I recognize that many women are scared or uninterested in examining their most intimate lady parts. It’s easier to simply wash and wipe our vaginal areas or spread our legs for our lovers, without personally taking an in depth look. To take our fingers, peel back our layers, and touch ourselves, even just for examination purposes, can feel awkward or sinful. But to carry a body part with you that has the potential to push out life, deliver back-arching pleasure, and serve as a reminder of your womanhood, calls for you to get to know your perfection.

Our vulvas are perfect: lips longer or shorter, openings looser or tighter, and colors darker or lighter. It’s the one piece of anatomy, apart from our breasts, that ties us together as female. And yet, it’s a body part in which no two women look the same. Our vulvas are physical metaphors for the diversity in womanhood, and embracing our individual uniqueness is the challenge that calls for us to stand.

As more women sign up to have plastic surgery done on their vulvas, there are also more women putting aside vulnerability and fighting for us to celebrate our vulvas’ individualities. It’s empowerment that’s not necessarily sexual but rather rooted in body wisdom and self-confidence.

The core of “vulva empowerment” proposes:

  • While our vulvas don’t define us, they are part of us, and something to be examined, honored, and appreciated.
  • There is no universal perfect vulva. Perfection has many forms, and it’s up to you to claim your vaginal “art” as perfectly yours.
  • Sex should never entail the degradation of your vulva or vagina. Your partner should reinforce your perfection and remind you of your beauty as a whole.

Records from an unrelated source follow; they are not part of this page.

//! Column access helpers shared by the dashboard and predictor pipelines

use std::collections::HashSet;

use anyhow::{Context, Result};
use polars::prelude::*;

/// Label used for null cells wherever a category has to be displayed or selected
pub const MISSING_LABEL: &str = "(missing)";

/// Set of column names present in a table, queried once per render
#[derive(Debug, Clone, Default)]
pub struct Schema {
    columns: HashSet<String>,
}

impl Schema {
    pub fn from_frame(df: &DataFrame) -> Self {
        Self {
            columns: column_names(df).into_iter().collect(),
        }
    }

    pub fn contains(&self, column: &str) -> bool {
        self.columns.contains(column)
    }

    /// True when every listed column is present
    pub fn supports(&self, required: &[&str]) -> bool {
        required.iter().all(|c| self.contains(c))
    }
}

/// Column names in table order
pub fn column_names(df: &DataFrame) -> Vec<String> {
    df.get_column_names().iter().map(|s| s.to_string()).collect()
}

pub fn has_column(df: &DataFrame, column: &str) -> bool {
    df.get_column_names().iter().any(|c| c.as_str() == column)
}

/// Read a column as optional floats. Non-numeric cells become `None`.
pub fn numeric_values(df: &DataFrame, column: &str) -> Result<Vec<Option<f64>>> {
    let col = df
        .column(column)
        .with_context(|| format!("Column '{}' not found", column))?;
    let cast = col.cast(&DataType::Float64)?;
    let values = cast
        .f64()?
        .into_iter()
        .map(|v| v.filter(|x| !x.is_nan()))
        .collect();
    Ok(values)
}

/// Read a column as optional category labels
pub fn category_values(df: &DataFrame, column: &str) -> Result<Vec<Option<String>>> {
    let col = df
        .column(column)
        .with_context(|| format!("Column '{}' not found", column))?;

    let values: Vec<Option<String>> = match col.dtype() {
        DataType::String => col
            .str()?
            .into_iter()
            .map(|v| v.map(|s| s.to_string()))
            .collect(),
        DataType::Int8 | DataType::Int16 | DataType::Int32 | DataType::Int64 => {
            let cast = col.cast(&DataType::Int64)?;
            cast.i64()?
                .into_iter()
                .map(|v| v.map(|n| n.to_string()))
                .collect()
        }
        DataType::UInt8 | DataType::UInt16 | DataType::UInt32 | DataType::UInt64 => {
            let cast = col.cast(&DataType::UInt64)?;
            cast.u64()?
                .into_iter()
                .map(|v| v.map(|n| n.to_string()))
                .collect()
        }
        DataType::Float32 | DataType::Float64 => {
            let cast = col.cast(&DataType::Float64)?;
            cast.f64()?
                .into_iter()
                .map(|v| v.filter(|n| !n.is_nan()).map(|n| format!("{}", n)))
                .collect()
        }
        DataType::Boolean => col
            .bool()?
            .into_iter()
            .map(|v| v.map(|b| b.to_string()))
            .collect(),
        _ => {
            let cast = col.cast(&DataType::String)?;
            cast.str()?
                .into_iter()
                .map(|v| v.map(|s| s.to_string()))
                .collect()
        }
    };

    Ok(values)
}

/// Category labels with nulls replaced by [`MISSING_LABEL`]
pub fn category_labels(df: &DataFrame, column: &str) -> Result<Vec<String>> {
    Ok(category_values(df, column)?
        .into_iter()
        .map(|v| v.unwrap_or_else(|| MISSING_LABEL.to_string()))
        .collect())
}

/// Arithmetic mean of a numeric column, ignoring nulls.
///
/// `None` when the column has no values at all.
pub fn column_mean(df: &DataFrame, column: &str) -> Result<Option<f64>> {
    let values = numeric_values(df, column)?;
    Ok(mean(values.into_iter().flatten()))
}

pub(crate) fn mean(values: impl IntoIterator<Item = f64>) -> Option<f64> {
    let (sum, count) = values
        .into_iter()
        .fold((0.0f64, 0usize), |(s, n), v| (s + v, n + 1));
    if count == 0 {
        None
    } else {
        Some(sum / count as f64)
    }
}

#[cfg(test)]
mod tests {
    use super::*;

    #[test]
    fn test_category_values_formats_numbers() {
        let df = df! {
            "ints" => [Some(1i64), None, Some(3)],
            "floats" => [1.0f64, 2.5, f64::NAN],
        }
        .unwrap();

        assert_eq!(
            category_values(&df, "ints").unwrap(),
            vec![Some("1".to_string()), None, Some("3".to_string())]
        );
        assert_eq!(
            category_values(&df, "floats").unwrap(),
            vec![Some("1".to_string()), Some("2.5".to_string()), None]
        );
    }

    #[test]
    fn test_column_mean_ignores_nulls() {
        let df = df! {
            "x" => [Some(2.0f64), None, Some(4.0)],
            "empty" => [None::<f64>, None, None],
        }
        .unwrap();

        assert_eq!(column_mean(&df, "x").unwrap(), Some(3.0));
        assert_eq!(column_mean(&df, "empty").unwrap(), None);
        assert!(column_mean(&df, "absent").is_err());
    }

    #[test]
    fn test_schema_supports() {
        let df = df! { "a" => [1i32], "b" => [2i32] }.unwrap();
        let schema = Schema::from_frame(&df);

        assert!(schema.supports(&["a", "b"]));
        assert!(!schema.supports(&["a", "c"]));
        assert!(schema.supports(&[]));
    }
}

While it may sound like a bit much, I’d like to encourage more women to visually and sensually get back in touch with what’s between their legs. It’s a key part of our health, both physically and spiritually, and it’s an opportunity to empower our bodies with more than just sex. If you already love your vulva, that’s wonderful and let this be a reminder to continue on that journey. But if you’re struggling to find its beauty, scared to see its reflection, and get personal, let this be encouragement.

How do you feel about your vulva? And when is the last time you took a real look at your anatomical greatness? Speak on it!